:: Exercise description ::
Search the records for the string "from" and copy every line where it turns up.

:: Excerpted data ::
_ _ _ _ _
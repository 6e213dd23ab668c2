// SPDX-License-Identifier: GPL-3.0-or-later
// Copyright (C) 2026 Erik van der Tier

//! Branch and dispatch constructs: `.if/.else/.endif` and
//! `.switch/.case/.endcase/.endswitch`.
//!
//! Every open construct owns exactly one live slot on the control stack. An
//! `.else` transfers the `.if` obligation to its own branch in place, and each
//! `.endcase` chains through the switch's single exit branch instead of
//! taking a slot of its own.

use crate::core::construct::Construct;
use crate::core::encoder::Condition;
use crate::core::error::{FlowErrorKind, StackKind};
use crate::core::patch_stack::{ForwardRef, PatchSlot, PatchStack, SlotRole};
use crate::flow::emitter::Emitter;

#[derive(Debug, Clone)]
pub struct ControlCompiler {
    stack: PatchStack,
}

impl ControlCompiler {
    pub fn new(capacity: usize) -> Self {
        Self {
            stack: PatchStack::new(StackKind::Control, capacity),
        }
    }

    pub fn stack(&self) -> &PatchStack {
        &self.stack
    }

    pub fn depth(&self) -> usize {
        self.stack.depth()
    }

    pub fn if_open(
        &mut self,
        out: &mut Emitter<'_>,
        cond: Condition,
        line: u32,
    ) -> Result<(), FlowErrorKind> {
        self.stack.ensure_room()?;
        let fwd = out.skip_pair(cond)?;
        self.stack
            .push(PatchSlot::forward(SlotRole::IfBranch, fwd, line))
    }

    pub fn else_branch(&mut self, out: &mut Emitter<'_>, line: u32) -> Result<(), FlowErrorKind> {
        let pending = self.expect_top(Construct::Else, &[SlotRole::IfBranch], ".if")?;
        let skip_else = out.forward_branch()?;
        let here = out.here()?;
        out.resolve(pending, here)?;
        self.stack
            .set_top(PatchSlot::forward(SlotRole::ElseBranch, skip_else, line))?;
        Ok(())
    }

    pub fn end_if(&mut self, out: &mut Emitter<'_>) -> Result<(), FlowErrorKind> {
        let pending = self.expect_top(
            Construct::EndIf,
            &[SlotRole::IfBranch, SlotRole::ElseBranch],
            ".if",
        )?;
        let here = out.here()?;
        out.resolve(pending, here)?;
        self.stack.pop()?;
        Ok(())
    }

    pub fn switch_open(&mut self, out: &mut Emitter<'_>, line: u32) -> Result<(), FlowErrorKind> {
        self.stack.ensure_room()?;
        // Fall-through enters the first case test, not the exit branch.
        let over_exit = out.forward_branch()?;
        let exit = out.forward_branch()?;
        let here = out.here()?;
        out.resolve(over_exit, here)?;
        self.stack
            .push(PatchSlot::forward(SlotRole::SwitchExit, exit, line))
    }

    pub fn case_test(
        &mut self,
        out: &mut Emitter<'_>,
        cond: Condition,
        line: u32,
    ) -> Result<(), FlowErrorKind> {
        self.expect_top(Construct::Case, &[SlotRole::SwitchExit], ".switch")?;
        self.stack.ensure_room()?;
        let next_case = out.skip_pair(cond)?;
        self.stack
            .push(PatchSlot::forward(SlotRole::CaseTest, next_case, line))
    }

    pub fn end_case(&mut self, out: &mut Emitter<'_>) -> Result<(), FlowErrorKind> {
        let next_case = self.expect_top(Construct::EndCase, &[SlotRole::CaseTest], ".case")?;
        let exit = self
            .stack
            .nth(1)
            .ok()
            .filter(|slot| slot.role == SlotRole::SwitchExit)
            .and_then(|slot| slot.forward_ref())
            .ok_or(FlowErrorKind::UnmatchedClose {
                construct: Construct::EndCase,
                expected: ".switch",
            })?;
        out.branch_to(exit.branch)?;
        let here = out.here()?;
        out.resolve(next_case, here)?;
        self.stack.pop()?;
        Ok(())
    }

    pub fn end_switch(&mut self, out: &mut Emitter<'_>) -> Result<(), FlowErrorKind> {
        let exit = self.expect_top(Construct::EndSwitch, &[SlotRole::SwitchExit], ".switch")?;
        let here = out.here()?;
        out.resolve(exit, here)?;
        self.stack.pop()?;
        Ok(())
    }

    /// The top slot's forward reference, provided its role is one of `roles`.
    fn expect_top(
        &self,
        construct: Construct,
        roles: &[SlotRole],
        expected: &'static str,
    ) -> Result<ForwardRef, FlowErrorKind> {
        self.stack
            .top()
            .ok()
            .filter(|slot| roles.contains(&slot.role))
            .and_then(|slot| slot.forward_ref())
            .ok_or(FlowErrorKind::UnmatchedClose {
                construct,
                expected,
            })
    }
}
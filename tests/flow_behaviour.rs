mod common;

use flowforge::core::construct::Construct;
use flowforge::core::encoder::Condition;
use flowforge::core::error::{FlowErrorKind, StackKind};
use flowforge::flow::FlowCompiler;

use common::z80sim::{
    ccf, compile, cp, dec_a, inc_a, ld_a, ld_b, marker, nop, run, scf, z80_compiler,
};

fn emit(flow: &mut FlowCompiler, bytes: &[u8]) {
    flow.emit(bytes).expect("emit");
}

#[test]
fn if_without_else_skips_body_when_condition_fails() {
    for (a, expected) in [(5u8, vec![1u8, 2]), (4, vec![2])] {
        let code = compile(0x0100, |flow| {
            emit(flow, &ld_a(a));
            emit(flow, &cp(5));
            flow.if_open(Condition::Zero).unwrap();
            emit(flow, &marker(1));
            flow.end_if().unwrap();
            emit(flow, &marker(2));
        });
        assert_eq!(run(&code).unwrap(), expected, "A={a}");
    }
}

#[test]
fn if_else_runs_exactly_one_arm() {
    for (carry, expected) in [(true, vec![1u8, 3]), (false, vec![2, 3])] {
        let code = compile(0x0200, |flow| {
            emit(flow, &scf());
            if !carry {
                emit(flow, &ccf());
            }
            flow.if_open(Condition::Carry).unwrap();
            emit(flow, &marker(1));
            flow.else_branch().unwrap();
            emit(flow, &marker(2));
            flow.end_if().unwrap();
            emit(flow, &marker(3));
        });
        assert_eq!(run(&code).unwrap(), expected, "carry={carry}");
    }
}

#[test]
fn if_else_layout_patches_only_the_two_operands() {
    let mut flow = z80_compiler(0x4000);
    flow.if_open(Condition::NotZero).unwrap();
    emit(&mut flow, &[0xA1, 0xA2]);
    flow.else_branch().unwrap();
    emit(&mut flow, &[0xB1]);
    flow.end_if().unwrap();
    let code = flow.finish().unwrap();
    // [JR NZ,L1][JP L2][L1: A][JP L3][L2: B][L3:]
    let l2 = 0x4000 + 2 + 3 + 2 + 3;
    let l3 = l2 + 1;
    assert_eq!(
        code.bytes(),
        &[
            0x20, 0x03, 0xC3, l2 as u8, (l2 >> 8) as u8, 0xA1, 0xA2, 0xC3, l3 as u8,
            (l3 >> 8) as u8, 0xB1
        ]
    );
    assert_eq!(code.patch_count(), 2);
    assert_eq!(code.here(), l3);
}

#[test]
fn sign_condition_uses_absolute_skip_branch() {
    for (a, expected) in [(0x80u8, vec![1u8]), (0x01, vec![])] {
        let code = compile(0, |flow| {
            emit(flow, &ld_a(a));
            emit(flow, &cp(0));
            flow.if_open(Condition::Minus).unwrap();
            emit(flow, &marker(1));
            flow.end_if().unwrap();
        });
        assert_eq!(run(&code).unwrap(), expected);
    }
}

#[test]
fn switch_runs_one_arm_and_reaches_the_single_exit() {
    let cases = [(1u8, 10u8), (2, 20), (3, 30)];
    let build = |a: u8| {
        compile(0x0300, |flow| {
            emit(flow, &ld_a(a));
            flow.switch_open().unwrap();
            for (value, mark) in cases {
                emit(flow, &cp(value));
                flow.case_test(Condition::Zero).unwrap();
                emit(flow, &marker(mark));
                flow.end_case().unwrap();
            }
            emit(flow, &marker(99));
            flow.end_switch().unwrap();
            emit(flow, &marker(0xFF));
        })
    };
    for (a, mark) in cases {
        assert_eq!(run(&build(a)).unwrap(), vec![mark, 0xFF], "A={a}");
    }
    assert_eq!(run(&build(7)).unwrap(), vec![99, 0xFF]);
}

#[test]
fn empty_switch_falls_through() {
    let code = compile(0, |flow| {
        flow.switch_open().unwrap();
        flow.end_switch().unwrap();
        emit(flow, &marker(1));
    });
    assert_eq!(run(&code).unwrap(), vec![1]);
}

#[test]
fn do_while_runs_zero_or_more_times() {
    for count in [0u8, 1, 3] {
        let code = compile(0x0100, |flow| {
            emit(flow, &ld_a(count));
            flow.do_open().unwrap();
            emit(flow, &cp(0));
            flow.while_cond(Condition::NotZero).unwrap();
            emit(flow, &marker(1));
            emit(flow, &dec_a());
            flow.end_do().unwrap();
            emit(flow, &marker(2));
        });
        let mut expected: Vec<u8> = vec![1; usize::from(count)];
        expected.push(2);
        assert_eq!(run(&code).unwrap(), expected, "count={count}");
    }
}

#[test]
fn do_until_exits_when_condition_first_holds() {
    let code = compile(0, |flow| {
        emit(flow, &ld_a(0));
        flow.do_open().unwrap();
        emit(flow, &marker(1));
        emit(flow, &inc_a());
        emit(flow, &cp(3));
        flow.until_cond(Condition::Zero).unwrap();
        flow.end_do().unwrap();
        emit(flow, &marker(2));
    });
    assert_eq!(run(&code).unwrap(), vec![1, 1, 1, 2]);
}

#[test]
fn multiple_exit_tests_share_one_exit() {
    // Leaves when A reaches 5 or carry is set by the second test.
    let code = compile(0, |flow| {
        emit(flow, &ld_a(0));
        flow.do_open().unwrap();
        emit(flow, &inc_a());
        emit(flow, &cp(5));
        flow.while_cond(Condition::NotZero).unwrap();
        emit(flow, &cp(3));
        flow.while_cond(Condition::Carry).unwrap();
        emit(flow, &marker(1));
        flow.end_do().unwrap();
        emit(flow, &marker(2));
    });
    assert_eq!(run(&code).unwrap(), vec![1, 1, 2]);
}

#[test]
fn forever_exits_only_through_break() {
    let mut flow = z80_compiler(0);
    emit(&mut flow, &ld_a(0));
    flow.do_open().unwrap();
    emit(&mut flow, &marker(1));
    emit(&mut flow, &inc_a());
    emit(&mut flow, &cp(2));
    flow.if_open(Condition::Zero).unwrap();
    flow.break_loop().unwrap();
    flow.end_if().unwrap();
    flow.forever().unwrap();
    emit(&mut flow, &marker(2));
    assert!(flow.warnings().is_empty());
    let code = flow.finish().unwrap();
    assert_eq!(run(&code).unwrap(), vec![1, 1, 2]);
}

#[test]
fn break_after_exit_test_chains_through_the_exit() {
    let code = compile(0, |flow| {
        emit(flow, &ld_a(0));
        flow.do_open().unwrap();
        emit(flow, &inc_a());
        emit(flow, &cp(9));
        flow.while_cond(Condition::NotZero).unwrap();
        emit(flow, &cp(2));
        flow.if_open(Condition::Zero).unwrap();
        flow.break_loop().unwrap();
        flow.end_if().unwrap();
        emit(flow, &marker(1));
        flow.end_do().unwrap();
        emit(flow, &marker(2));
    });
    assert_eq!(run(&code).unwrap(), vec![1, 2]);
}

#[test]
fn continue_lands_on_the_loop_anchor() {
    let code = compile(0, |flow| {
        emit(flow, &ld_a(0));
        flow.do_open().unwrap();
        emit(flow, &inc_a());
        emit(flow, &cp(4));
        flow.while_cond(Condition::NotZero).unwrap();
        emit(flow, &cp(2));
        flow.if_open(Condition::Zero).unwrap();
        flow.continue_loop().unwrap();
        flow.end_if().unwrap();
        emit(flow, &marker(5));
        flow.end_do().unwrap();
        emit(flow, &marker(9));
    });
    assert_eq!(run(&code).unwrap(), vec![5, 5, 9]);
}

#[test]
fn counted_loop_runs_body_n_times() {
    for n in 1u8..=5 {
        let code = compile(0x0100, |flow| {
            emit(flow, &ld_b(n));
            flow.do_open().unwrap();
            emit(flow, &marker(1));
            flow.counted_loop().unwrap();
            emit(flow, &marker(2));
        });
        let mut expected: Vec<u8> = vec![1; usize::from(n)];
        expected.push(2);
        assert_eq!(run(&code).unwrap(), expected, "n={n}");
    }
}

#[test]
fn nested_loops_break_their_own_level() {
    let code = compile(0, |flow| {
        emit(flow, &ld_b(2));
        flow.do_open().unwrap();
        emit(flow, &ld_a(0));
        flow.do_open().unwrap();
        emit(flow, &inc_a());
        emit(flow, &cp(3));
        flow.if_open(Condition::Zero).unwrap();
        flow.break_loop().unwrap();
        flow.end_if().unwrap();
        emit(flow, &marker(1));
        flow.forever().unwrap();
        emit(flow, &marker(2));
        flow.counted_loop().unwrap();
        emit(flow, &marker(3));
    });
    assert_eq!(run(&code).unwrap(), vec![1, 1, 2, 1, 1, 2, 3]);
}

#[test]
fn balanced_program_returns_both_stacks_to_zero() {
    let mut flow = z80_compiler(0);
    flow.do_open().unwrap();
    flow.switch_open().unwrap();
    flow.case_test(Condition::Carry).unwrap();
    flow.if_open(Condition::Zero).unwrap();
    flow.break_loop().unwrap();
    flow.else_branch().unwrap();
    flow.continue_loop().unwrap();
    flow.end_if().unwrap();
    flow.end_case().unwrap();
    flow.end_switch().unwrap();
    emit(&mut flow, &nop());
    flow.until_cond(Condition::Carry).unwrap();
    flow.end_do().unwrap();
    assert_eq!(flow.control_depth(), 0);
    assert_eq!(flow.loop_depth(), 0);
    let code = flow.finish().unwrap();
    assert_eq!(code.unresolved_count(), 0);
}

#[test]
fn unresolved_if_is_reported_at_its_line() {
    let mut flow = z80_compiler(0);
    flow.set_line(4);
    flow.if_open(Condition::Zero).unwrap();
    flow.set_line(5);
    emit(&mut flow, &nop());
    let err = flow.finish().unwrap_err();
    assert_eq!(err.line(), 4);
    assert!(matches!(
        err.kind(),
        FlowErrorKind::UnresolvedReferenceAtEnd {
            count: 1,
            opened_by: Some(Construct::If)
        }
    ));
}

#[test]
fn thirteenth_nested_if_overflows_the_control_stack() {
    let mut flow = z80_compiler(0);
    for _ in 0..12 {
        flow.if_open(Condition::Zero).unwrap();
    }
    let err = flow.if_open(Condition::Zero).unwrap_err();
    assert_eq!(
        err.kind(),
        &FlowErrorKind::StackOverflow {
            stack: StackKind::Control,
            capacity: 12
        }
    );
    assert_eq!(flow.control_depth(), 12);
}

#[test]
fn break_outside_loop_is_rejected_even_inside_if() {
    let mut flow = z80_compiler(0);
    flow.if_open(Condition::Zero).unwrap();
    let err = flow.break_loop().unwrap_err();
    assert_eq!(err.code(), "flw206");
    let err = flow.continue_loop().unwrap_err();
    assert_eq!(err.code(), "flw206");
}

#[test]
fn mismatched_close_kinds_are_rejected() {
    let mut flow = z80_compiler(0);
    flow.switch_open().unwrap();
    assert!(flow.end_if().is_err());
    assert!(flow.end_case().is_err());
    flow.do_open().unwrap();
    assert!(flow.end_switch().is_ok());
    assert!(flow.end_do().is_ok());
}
_ _ _ _ _
:: Written answer ::
        let mut expected: Vec<u8> = vec![1; usize::from(count)];
        let mut expected: Vec<u8> = vec![1; usize::from(n)];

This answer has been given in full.